Docteur James et mister Lay

Qui ne connaît pas James Lay passe à côté d’un personnage haut en couleurs. Le patron du « LM Café », à Poitiers, cultive excentricité et goût de la provoc’. Pour le bonheur de ses proches et le malheur de ses détracteurs.

Arnault Varanne

Le7.info

Bon, on commence par quoi ? Je voudrais vous y voir, vous, en face du bonhomme, à 8h du mat’, au coin du zinc. À boire un café, parler de tout, de rien, sans que son débit de paroles n’oscille sur la courbe de la rhétorique. James Lay n’est pas du genre diesel. Il a un avis sur tout. Et tout le monde. Connaît un paquet de gens. Mais qui connaît vraiment le fils des anciens gérants du Relais du stade, à deux jets de Rébeilleau ? Ah là, personne ne se bouscule au portillon. Et oui, le gérant du « LM Café » -Love Money, c’était trop connoté- aime « faire le vide autour de lui ».
« On me décrit comme un libéral humaniste. Foutaise ! », balaie-t-il avec une mauvaise foi presque jouissive. Bien monsieur, on ôte illico l’attribut humaniste. « Je suis libre, indépendant et irrécupérable. » Va pour le dernier qualificatif. À 54 ans, bien malin celui qui arrivera à le caser quelque part. Le docteur en droit public, bac + 8 au passage, déteste la récupération. Il suffit de se replonger quelques années en arrière pour s’en apercevoir. Le « Love Money » a ouvert ses portes en janvier 2000. La campagne des municipales 2001 se prépare. Et, surprise, James Lay découvre qu’il figure dans le document de propagande du candidat Santrot, au nom de son amitié avec « son copain Jean-François Macaire ». Son sang ne fait qu’un tour. En guise de provocation, il rebaptise son bistrot « Love Morin Café », du nom de la candidate d’en face. Une bravade de plus dans un casier déjà fourni ! « On m’a traité de facho, de bar de droite. Je m’en fous… »

Excès de franchise


Son rapport avec les politiques frise la crise de nerfs permanente. « Ils ne m’ont jamais fait b… J’ai du respect pour eux, aucune admiration. J’ai très vite compris que les hommes politiques n’avaient plus le pouvoir. » La preuve, par deux fois, l’ex-chômeur leur a volé la vedette médiatique. Tour à tour, L’Expansion et le Figaro l’ont classé parmi les gens qui comptent à Poitiers. Le trublion numéro 1 rosit de plaisir à la (re)lecture des coupures de presse. Tant pis pour ceux qui le détestent. À commencer par ces clients qu’il a fait fuir de son bar, saoulés par ses excès de franchise. « Un mec qui entre ici et ne dit pas bonjour, je suis capable de refuser de le servir. »
En fait, James Lay ne se fixe aucune ligne jaune sur le terrain du débat musclé. Il s’affranchit de tous les usages avec un égal bonheur. Complètement farfelu, mais d’un conformisme absolu. Tiens, encore une anecdote. Au début des années 80, ce pourfendeur de la pensée unique travaille pour le compte d’une agence de change. Il est en charge de dénicher l’épargne populaire susceptible d’alimenter les cours de bourse. « On avait fait perdre beaucoup d’argent à certains clients, notamment à cause des actions Eurotunnel. Et mon patron me dit ceci : Dites-leur qu’on avait intellectuellement raison ». » Sa réponse lui a valu une mise à la porte définitive. Mais, quelque part, lui aussi se délecte d’avoir « intellectuellement raison ». Plus conformiste, tu meurs, non ?

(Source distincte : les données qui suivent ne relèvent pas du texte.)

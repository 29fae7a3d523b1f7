// Copyright (c) 2024-2026 Martin Schröder <info@swedishembedded.com>
//
// SPDX-License-Identifier: MIT
//! Registered groups: chats promoted to tenants (§3, §6.3).
//!
//! Stored outside the database as `registered_groups.json`, keyed by chat id.
//! Loaded once at start and rewritten in full on every change — the file is
//! small (one entry per tenant) so there is no need for incremental updates.

use std::collections::HashMap;
use std::fs;
use std::path::{Path, PathBuf};
use std::sync::RwLock;

use anyhow::{Context, Result};
use serde::{Deserialize, Serialize};

/// A chat promoted to a tenant.
#[derive(Debug, Clone, Serialize, Deserialize, PartialEq, Eq)]
pub struct GroupRecord {
    pub chat_id: String,
    /// Stable folder name, must match `^[A-Za-z0-9_-]+$` (§4.6 step 2).
    pub folder: String,
    pub name: String,
    pub trigger: String,
    #[serde(default)]
    pub persona_key: Option<String>,
    #[serde(default)]
    pub system_prompt: Option<String>,
    #[serde(default)]
    pub model_override: Option<String>,
    #[serde(default = "default_true")]
    pub enable_web_search: bool,
    #[serde(default = "default_true")]
    pub enable_fast_path: bool,
    #[serde(default = "default_true")]
    pub enable_follow_up: bool,
    #[serde(default)]
    pub require_trigger: bool,
    #[serde(default)]
    pub extra_mounts: Vec<String>,
}

fn default_true() -> bool {
    true
}

/// Folder names are restricted to this alphabet everywhere they are used to
/// build filesystem paths or container mounts (§4.6 step 2).
pub fn is_valid_folder_name(folder: &str) -> bool {
    !folder.is_empty()
        && folder
            .chars()
            .all(|c| c.is_ascii_alphanumeric() || c == '-' || c == '_')
}

/// Derive a safe folder name from a display name: lowercase, non-alphanumeric
/// runs collapsed to a single underscore (§4.8 `register_group`).
pub fn folder_name_from_display_name(name: &str) -> String {
    let mut out = String::with_capacity(name.len());
    let mut last_was_sep = false;
    for c in name.chars() {
        if c.is_ascii_alphanumeric() {
            out.push(c.to_ascii_lowercase());
            last_was_sep = false;
        } else if !last_was_sep {
            out.push('_');
            last_was_sep = true;
        }
    }
    let trimmed = out.trim_matches('_');
    if trimmed.is_empty() {
        "group".to_string()
    } else {
        trimmed.to_string()
    }
}

#[derive(Debug, Default, Serialize, Deserialize)]
struct GroupsFile {
    #[serde(flatten)]
    groups: HashMap<String, GroupRecord>,
}

/// In-memory registered-groups cache, backed by `registered_groups.json`.
///
/// Reads never touch disk; every mutation rewrites the whole file (§9: global
/// mutable state becomes a process-wide singleton with a narrow write API).
pub struct GroupStore {
    path: PathBuf,
    main_folder: String,
    groups: RwLock<HashMap<String, GroupRecord>>,
}

impl GroupStore {
    /// Load from `path`, creating an empty store if the file does not exist.
    pub fn load(path: impl Into<PathBuf>, main_folder: impl Into<String>) -> Result<Self> {
        let path = path.into();
        let groups = if path.exists() {
            let content = fs::read_to_string(&path)
                .with_context(|| format!("reading {}", path.display()))?;
            let file: GroupsFile = serde_json::from_str(&content)
                .with_context(|| format!("parsing {}", path.display()))?;
            file.groups
        } else {
            HashMap::new()
        };
        Ok(Self {
            path,
            main_folder: main_folder.into(),
            groups: RwLock::new(groups),
        })
    }

    fn persist(&self) -> Result<()> {
        let groups = self.groups.read().unwrap();
        let file = GroupsFile {
            groups: groups.clone(),
        };
        if let Some(parent) = self.path.parent() {
            fs::create_dir_all(parent)
                .with_context(|| format!("creating {}", parent.display()))?;
        }
        let content = serde_json::to_string_pretty(&file)?;
        fs::write(&self.path, content)
            .with_context(|| format!("writing {}", self.path.display()))
    }

    pub fn get(&self, chat_id: &str) -> Option<GroupRecord> {
        self.groups.read().unwrap().get(chat_id).cloned()
    }

    pub fn get_by_folder(&self, folder: &str) -> Option<GroupRecord> {
        self.groups
            .read()
            .unwrap()
            .values()
            .find(|g| g.folder == folder)
            .cloned()
    }

    pub fn all(&self) -> Vec<GroupRecord> {
        self.groups.read().unwrap().values().cloned().collect()
    }

    /// `true` iff `folder` is the distinguished main group.
    pub fn is_main(&self, folder: &str) -> bool {
        folder == self.main_folder
    }

    pub fn register(&self, record: GroupRecord) -> Result<()> {
        anyhow::ensure!(
            is_valid_folder_name(&record.folder),
            "folder name {:?} must match ^[A-Za-z0-9_-]+$",
            record.folder
        );
        self.groups
            .write()
            .unwrap()
            .insert(record.chat_id.clone(), record);
        self.persist()
    }

    pub fn unregister(&self, chat_id: &str) -> Result<bool> {
        let removed = self.groups.write().unwrap().remove(chat_id).is_some();
        if removed {
            self.persist()?;
        }
        Ok(removed)
    }
}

« Plus heureux que jamais »

Il ne faut pas s’étonner que les anciens clients du « Bar sans nom » aient mis moins de six mois à déserter l’endroit. Dans ce lieu si singulier, où les chômeurs, les sourds et les entrepreneurs ont leurs habitudes, le patron règne en maître à débattre. Et à positiver. Avec Odile, sa femme rencontrée… quelques jours après l’ouverture du « LMC », James Lay se sent « plus heureux que jamais ». Il est le feu, elle est l’eau. Quoi qu’il en soit, ils constituent des faiseurs de rencontres (cf les Mardinoustoo). Qui embarquent, chaque dimanche, les plus sportifs dans un « footing » convivial au parc de Blossac. L’enfant de Rébeilleau, coureur à pied émérite -record à 2h36’ sur le marathon-, se complaît dans cette vie simple et parsemée de « petits plaisirs quotidiens ». À la fois inclassable et attachant, incontrôlable et désopilant, le patron du « LM Café » irrite ou fascine, c’est selon. Lui s’en fiche comme de sa première paire de baskets.